BB's  unique e-mail service sorely missed


    Jun 18, 2013

    BB's unique e-mail service sorely missed

    BlackBerry Q10 smartphone

    THE BlackBerry 10 OS has been out for a couple of months. The first BB10 handset, the Z10, had quite a good start but interest in it has waned somewhat, not least because many die-hard BlackBerry users had been waiting for the next iteration, the Q10, which has a physical Qwerty keypad.

    The Q10 was launched at the end of last month. It looks much like the BlackBerry handsets of old, but with a redesigned keypad and a slightly larger, 3.1-inch screen.

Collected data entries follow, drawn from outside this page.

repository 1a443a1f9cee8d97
pub mod api;
pub mod app;
pub mod config;
pub mod error;
pub mod middleware;
pub mod repos;
pub mod services;
pub mod state;
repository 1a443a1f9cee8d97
mod auth_ctx;

pub use auth_ctx::AuthCtx;
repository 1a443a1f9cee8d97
pub mod user_repo;
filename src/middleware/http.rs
/*
 * Responsibility
 * - Transport-level middleware applied to every route, regardless of API
 *   version: body size limit, global timeout, panic containment, CORS,
 *   TraceLayer spans
 * - Sits between the error mapper (outside) and the access log (inside)
 */
use std::time::Duration;

use axum::Router;
use axum::error_handling::HandleErrorLayer;
use axum::http::{HeaderName, HeaderValue, Method, header};
use tower::timeout::TimeoutLayer;
use tower::{BoxError, ServiceBuilder};
use tower_http::catch_panic::CatchPanicLayer;
use tower_http::cors::{AllowOrigin, Any, CorsLayer};
use tower_http::limit::RequestBodyLimitLayer;
use tower_http::trace::TraceLayer;

use crate::config::Config;
use crate::error::AppError;
use crate::middleware::error_mapper::PanicResponder;

/// Apply the transport middleware to the given Router.
///
/// Defaults:
/// - Body limit: 1 MiB
/// - Timeout: 30 seconds
pub fn apply<S>(router: Router<S>, config: &Config) -> Router<S>
where
    S: Clone + Send + Sync + 'static,
{
    let layers = ServiceBuilder::new()
        // Make the service error `Infallible` by converting errors into
        // typed failures for the mapper above us.
        .layer(HandleErrorLayer::new(|err: BoxError| async move {
            handle_transport_error(err)
        }))
        .layer(CatchPanicLayer::custom(PanicResponder))
        // Limit request body size (protects against accidental/hostile large payloads).
        .layer(RequestBodyLimitLayer::new(1024 * 1024))
        // Bound request time (protects against hanging upstreams / slow clients).
        .layer(TimeoutLayer::new(Duration::from_secs(30)))
        .layer(TraceLayer::new_for_http());

    router.layer(layers).layer(cors(config))
}

/// Nothing below the handlers can classify a transport failure; timeouts
/// and other infrastructure errors are unclassified 500s.
fn handle_transport_error(err: BoxError) -> AppError {
    if err.is::<tower::timeout::error::Elapsed>() {
        AppError::internal("request timed out")
    } else {
        AppError::internal(err.to_string())
    }
}

/// CORS policy.
///
/// - Development: permissive (Allow-Origin: *), without credentials.
/// - Production: allowlist origins from Config; an empty allowlist allows
///   none, which is safer than accidentally allowing all.
fn cors(config: &Config) -> CorsLayer {
    let cors = if config.app_env.is_production() {
        let allowed: Vec<HeaderValue> = config
            .cors_allowed_origins
            .iter()
            .filter_map(|s| HeaderValue::from_str(s).ok())
            .collect();

        let allow_origin = AllowOrigin::predicate(move |origin: &HeaderValue, _req| {
            allowed.iter().any(|v| v == origin)
        });

        CorsLayer::new().allow_origin(allow_origin)
    } else {
        CorsLayer::new().allow_origin(Any)
    };

    cors.allow_methods([
        Method::GET,
        Method::POST,
        Method::PUT,
        Method::DELETE,
        Method::OPTIONS,
    ])
    .allow_headers([
        header::AUTHORIZATION,
        header::CONTENT_TYPE,
        header::ACCEPT,
        HeaderName::from_static("x-request-id"),
    ])
    .max_age(Duration::from_secs(60 * 10))
}

#[cfg(test)]
mod tests {
    use super::*;
    use tower::timeout::error::Elapsed;

    #[test]
    fn timeouts_are_unclassified_server_errors() {
        let err = handle_transport_error(Box::new(Elapsed::new()));
        assert!(matches!(err, AppError::Internal { .. }));
        assert_eq!(err.status_code().as_u16(), 500);
    }
}
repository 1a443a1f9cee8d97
/*
 * Responsibility
 * - Users request/response DTOs
 * - validate() collects per-field messages for the Validation error details
 */
use chrono::{DateTime, Utc};
use serde::{Deserialize, Serialize};
use uuid::Uuid;

use crate::error::ValidationDetails;
use crate::repos::user_repo::User;

const MAX_IMAGE_URL_LEN: usize = 256;

fn push_error(details: &mut ValidationDetails, field: &str, message: &str) {
    details
        .entry(field.to_string())
        .or_default()
        .push(message.to_string());
}

#[derive(Debug, Deserialize)]
pub struct CreateUserRequest {
    pub user_name: String,
    pub email: String,
    pub image_url: Option<String>,
}

impl CreateUserRequest {
    pub fn validate(&self) -> Result<(), ValidationDetails> {
        let mut details = ValidationDetails::new();

        if self.user_name.trim().is_empty() {
            push_error(&mut details, "user_name", "user_name is required");
        }
        if !self.email.contains('@') {
            push_error(&mut details, "email", "email must contain '@'");
        }
        if let Some(url) = &self.image_url
            && url.len() > MAX_IMAGE_URL_LEN
        {
            push_error(&mut details, "image_url", "image_url must be <= 256 chars");
        }

        if details.is_empty() { Ok(()) } else { Err(details) }
    }
}

#[derive(Debug, Deserialize)]
pub struct UpdateUserRequest {
    pub user_name: Option<String>,
    pub email: Option<String>,
    // Tri-state:
    // - None: field missing (do not update)
    // - Some(None): null (clear)
    // - Some(Some(v)): set value
    pub image_url: Option<Option<String>>,
}

impl UpdateUserRequest {
    pub fn is_empty(&self) -> bool {
        self.user_name.is_none() && self.email.is_none() && self.image_url.is_none()
    }

    pub fn validate(&self) -> Result<(), ValidationDetails> {
        let mut details = ValidationDetails::new();

        if let Some(name) = &self.user_name
            && name.trim().is_empty()
        {
            push_error(&mut details, "user_name", "user_name cannot be empty");
        }
        if let Some(email) = &self.email
            && !email.contains('@')
        {
            push_error(&mut details, "email", "email must contain '@'");
        }
        if let Some(Some(url)) = &self.image_url
            && url.len() > MAX_IMAGE_URL_LEN
        {
            push_error(&mut details, "image_url", "image_url must be <= 256 chars");
        }

        if details.is_empty() { Ok(()) } else { Err(details) }
    }
}

#[derive(Debug, Serialize)]
pub struct UserResponse {
    pub id: Uuid,
    pub user_name: String,
    pub email: String,
    pub image_url: Option<String>,
    pub created_at: DateTime<Utc>,
}

impl From<User> for UserResponse {
    fn from(u: User) -> Self {
        Self {
            id: u.id,
            user_name: u.user_name,
            email: u.email,
            image_url: u.image_url,
            created_at: u.created_at,
        }
    }
}
/*
 * Responsibility
 * - jsonwebtoken-backed TokenVerifier (EdDSA / Ed25519 public key)
 * - `validate` does full signature + iss/aud/exp verification;
 *   `decode_claims` only re-reads the payload of an accepted token
 */
use jsonwebtoken::{Algorithm, DecodingKey, Validation};
use serde_json::Value;
use tracing::warn;

use crate::config::ConfigError;
use crate::services::auth::{ClaimSet, TokenVerifier};

/// EdDSA (Ed25519) access-token verifier.
///
/// - Key material is intentionally not printable via Debug.
#[derive(Clone)]
pub struct JwtVerifier {
    decoding_key: DecodingKey,
    validation: Validation,
    decode_only: Validation,
}

impl std::fmt::Debug for JwtVerifier {
    fn fmt(&self, f: &mut std::fmt::Formatter<'_>) -> std::fmt::Result {
        // Do not print key material
        f.debug_struct("JwtVerifier")
            .field("validation", &self.validation)
            .finish()
    }
}

impl JwtVerifier {
    /// `public_key_pem` must be an Ed25519 public key in PEM format.
    pub fn new(
        public_key_pem: &str,
        issuer: &str,
        audience: &str,
        leeway_seconds: u64,
    ) -> Result<Self, ConfigError> {
        let decoding_key = DecodingKey::from_ed_pem(public_key_pem.as_bytes()).map_err(|e| {
            warn!(error = %e, "failed to parse access JWT public key PEM (expected Ed25519 PEM)");
            ConfigError::Invalid("ACCESS_JWT_PUBLIC_KEY_PEM")
        })?;

        let mut validation = Validation::new(Algorithm::EdDSA);
        validation.set_issuer(&[issuer]);
        validation.set_audience(&[audience]);
        validation.leeway = leeway_seconds;

        // Payload re-read for tokens `validate` already accepted.
        let mut decode_only = Validation::new(Algorithm::EdDSA);
        decode_only.insecure_disable_signature_validation();
        decode_only.validate_exp = false;
        decode_only.validate_aud = false;
        decode_only.required_spec_claims.clear();

        Ok(Self {
            decoding_key,
            validation,
            decode_only,
        })
    }
}

impl TokenVerifier for JwtVerifier {
    fn validate(&self, token: &str) -> bool {
        match jsonwebtoken::decode::<serde_json::Map<String, Value>>(
            token,
            &self.decoding_key,
            &self.validation,
        ) {
            Ok(_) => true,
            Err(e) => {
                warn!(error = %e, "jwt verification failed");
                false
            }
        }
    }

    fn decode_claims(&self, token: &str) -> Option<ClaimSet> {
        let data = jsonwebtoken::decode::<serde_json::Map<String, Value>>(
            token,
            &self.decoding_key,
            &self.decode_only,
        )
        .ok()?;
        claims_from_map(data.claims)
    }
}

fn claims_from_map(raw: serde_json::Map<String, Value>) -> Option<ClaimSet> {
    let sub = raw.get("sub")?.as_str()?.trim();
    if sub.is_empty() {
        return None;
    }
    let sub = sub.to_string();

    let email = raw
        .get("email")
        .and_then(|v| v.as_str())
        .map(|s| s.to_string());

    // `roles` may be a single string or an array of strings
    let roles = match raw.get("roles") {
        Some(Value::String(role)) => vec![role.clone()],
        Some(Value::Array(items)) => items
            .iter()
            .filter_map(|v| v.as_str())
            .map(|s| s.to_string())
            .collect(),
        _ => Vec::new(),
    };

    Some(ClaimSet {
        sub,
        email,
        roles,
        raw,
    })
}

#[cfg(test)]
mod tests {
    use serde_json::json;

    use super::*;

    fn map(value: Value) -> serde_json::Map<String, Value> {
        value.as_object().unwrap().clone()
    }

    #[test]
    fn claims_require_a_non_empty_subject() {
        assert!(claims_from_map(map(json!({"email": "a@b.c"}))).is_none());
        assert!(claims_from_map(map(json!({"sub": "  "}))).is_none());
        assert!(claims_from_map(map(json!({"sub": "abc"}))).is_some());
    }

    #[test]
    fn roles_accept_string_or_array() {
        let single = claims_from_map(map(json!({"sub": "u", "roles": "admin"}))).unwrap();
        assert_eq!(single.roles, vec!["admin"]);

        let many =
            claims_from_map(map(json!({"sub": "u", "roles": ["admin", "user"]}))).unwrap();
        assert_eq!(many.roles, vec!["admin", "user"]);

        let none = claims_from_map(map(json!({"sub": "u"}))).unwrap();
        assert!(none.roles.is_empty());
    }

    #[test]
    fn raw_claim_map_is_preserved() {
        let claims =
            claims_from_map(map(json!({"sub": "u", "email": "a@b.c", "custom": 42}))).unwrap();
        assert_eq!(claims.email.as_deref(), Some("a@b.c"));
        assert_eq!(claims.raw.get("custom"), Some(&json!(42)));
    }
}
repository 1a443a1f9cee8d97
/*
 * Responsibility
 * - User storage behind an injected trait (handlers never see a concrete
 *   store); the in-memory implementation backs tests and local runs
 * - Store errors are mapped into the AppError taxonomy by callers
 */
use std::collections::HashMap;

use async_trait::async_trait;
use chrono::{DateTime, Utc};
use thiserror::Error;
use tokio::sync::RwLock;
use uuid::Uuid;

#[derive(Debug, Clone)]
pub struct User {
    pub id: Uuid,
    pub user_name: String,
    pub email: String,
    pub image_url: Option<String>,
    pub created_at: DateTime<Utc>,
}

#[derive(Debug, Clone)]
pub struct NewUser {
    pub user_name: String,
    pub email: String,
    pub image_url: Option<String>,
}

#[derive(Debug, Clone, Default)]
pub struct UserChanges {
    pub user_name: Option<String>,
    pub email: Option<String>,
    // Tri-state:
    // - None: do not update
    // - Some(None): clear
    // - Some(Some(v)): set v
    pub image_url: Option<Option<String>>,
}

impl UserChanges {
    pub fn is_empty(&self) -> bool {
        self.user_name.is_none() && self.email.is_none() && self.image_url.is_none()
    }
}

#[derive(Debug, Error)]
pub enum StoreError {
    #[error("a user with email '{0}' already exists")]
    DuplicateEmail(String),
    #[error("user store unavailable: {0}")]
    Unavailable(String),
}

#[async_trait]
pub trait UserStore: Send + Sync {
    async fn list(&self) -> Result<Vec<User>, StoreError>;
    async fn get(&self, id: Uuid) -> Result<Option<User>, StoreError>;
    async fn create(&self, new: NewUser) -> Result<User, StoreError>;
    async fn update(&self, id: Uuid, changes: UserChanges) -> Result<Option<User>, StoreError>;
    async fn delete(&self, id: Uuid) -> Result<bool, StoreError>;
}

#[derive(Debug, Default)]
pub struct InMemoryUserStore {
    users: RwLock<HashMap<Uuid, User>>,
}

impl InMemoryUserStore {
    pub fn new() -> Self {
        Self::default()
    }
}

#[async_trait]
impl UserStore for InMemoryUserStore {
    async fn list(&self) -> Result<Vec<User>, StoreError> {
        let users = self.users.read().await;
        let mut rows: Vec<User> = users.values().cloned().collect();
        rows.sort_by_key(|u| u.created_at);
        Ok(rows)
    }

    async fn get(&self, id: Uuid) -> Result<Option<User>, StoreError> {
        Ok(self.users.read().await.get(&id).cloned())
    }

    async fn create(&self, new: NewUser) -> Result<User, StoreError> {
        let mut users = self.users.write().await;
        if users
            .values()
            .any(|u| u.email.eq_ignore_ascii_case(&new.email))
        {
            return Err(StoreError::DuplicateEmail(new.email));
        }

        let user = User {
            id: Uuid::new_v4(),
            user_name: new.user_name,
            email: new.email,
            image_url: new.image_url,
            created_at: Utc::now(),
        };
        users.insert(user.id, user.clone());
        Ok(user)
    }

    async fn update(&self, id: Uuid, changes: UserChanges) -> Result<Option<User>, StoreError> {
        let mut users = self.users.write().await;

        if let Some(email) = &changes.email
            && users
                .values()
                .any(|u| u.id != id && u.email.eq_ignore_ascii_case(email))
        {
            return Err(StoreError::DuplicateEmail(email.clone()));
        }

        let Some(user) = users.get_mut(&id) else {
            return Ok(None);
        };

        if let Some(name) = changes.user_name {
            user.user_name = name;
        }
        if let Some(email) = changes.email {
            user.email = email;
        }
        if let Some(image_url) = changes.image_url {
            user.image_url = image_url;
        }

        Ok(Some(user.clone()))
    }

    async fn delete(&self, id: Uuid) -> Result<bool, StoreError> {
        Ok(self.users.write().await.remove(&id).is_some())
    }
}

#[cfg(test)]
mod tests {
    use super::*;

    fn new_user(name: &str, email: &str) -> NewUser {
        NewUser {
            user_name: name.to_string(),
            email: email.to_string(),
            image_url: None,
        }
    }

    #[tokio::test]
    async fn create_get_update_delete_round_trip() {
        let store = InMemoryUserStore::new();

        let created = store.create(new_user("alice", "alice@example.com")).await.unwrap();
        assert_eq!(store.get(created.id).await.unwrap().unwrap().user_name, "alice");

        let updated = store
            .update(
                created.id,
                UserChanges {
                    user_name: Some("alice2".into()),
                    ..Default::default()
                },
            )
            .await
            .unwrap()
            .unwrap();
        assert_eq!(updated.user_name, "alice2");
        assert_eq!(updated.email, "alice@example.com");

        assert!(store.delete(created.id).await.unwrap());
        assert!(store.get(created.id).await.unwrap().is_none());
        assert!(!store.delete(created.id).await.unwrap());
    }

    #[tokio::test]
    async fn duplicate_email_is_rejected_case_insensitively() {
        let store = InMemoryUserStore::new();
        store.create(new_user("a", "a@example.com")).await.unwrap();

        let err = store.create(new_user("b", "A@Example.com")).await.unwrap_err();
        assert!(matches!(err, StoreError::DuplicateEmail(_)));
    }

    #[tokio::test]
    async fn image_url_tri_state_update() {
        let store = InMemoryUserStore::new();
        let user = store
            .create(NewUser {
                user_name: "a".into(),
                email: "a@example.com".into(),
                image_url: Some("https://img".into()),
            })
            .await
            .unwrap();

        // None: untouched
        let kept = store
            .update(user.id, UserChanges::default())
            .await
            .unwrap()
            .unwrap();
        assert_eq!(kept.image_url.as_deref(), Some("https://img"));

        // Some(None): cleared
        let cleared = store
            .update(
                user.id,
                UserChanges {
                    image_url: Some(None),
                    ..Default::default()
                },
            )
            .await
            .unwrap()
            .unwrap();
        assert!(cleared.image_url.is_none());
    }
}
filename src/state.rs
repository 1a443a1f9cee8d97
/*
 * Responsibility
 * - Shared context attached to the Router (AppState)
 * - Clone-cheap: everything inside is Arc'd; config is read-only after start
 */
use std::sync::Arc;

use crate::config::Config;
use crate::repos::user_repo::UserStore;
use crate::services::auth::TokenVerifier;

#[derive(Clone)]
pub struct AppState {
    pub config: Arc<Config>,
    pub users: Arc<dyn UserStore>,
    pub verifier: Arc<dyn TokenVerifier>,
}

impl AppState {
    pub fn new(
        config: Config,
        users: Arc<dyn UserStore>,
        verifier: Arc<dyn TokenVerifier>,
    ) -> Self {
        Self {
            config: Arc::new(config),
            users,
            verifier,
        }
    }
}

A BlackBerry user for over a decade, I tend to compare newer handsets with my older ones.

    Yes, there are improvements in the Q10, notably the keypad, which is larger and has better separation of keys. The device works as well as any other smartphone, with a few nifty features thrown in.

    However, BB10 handsets no longer have BES (BlackBerry Enterprise Server) or BIS (BlackBerry Internet Service), the middleware software operated by BlackBerry which made its push mail so efficient, reliable and secure.

    E-mail on BB10 handsets comes from users' online mail accounts. To its credit, BlackBerry has made the setting up of mail accounts on the Z10 and Q10 a cinch.

    But I do miss my BIS service, which I have retained on my older BlackBerry Bold 9900.

    While BlackBerry may think the smartphone route is the way to go, I feel that BlackBerry's unique selling point is the e-mail service. If I just want a smartphone, there are many to choose from, chock-full of features and with app stores filled to the brim.

    BlackBerry has not shut the door on BIS and BES, and has hinted that they might be available for future BB10 handsets.

    I hope that happens soon, as time is running out for the firm.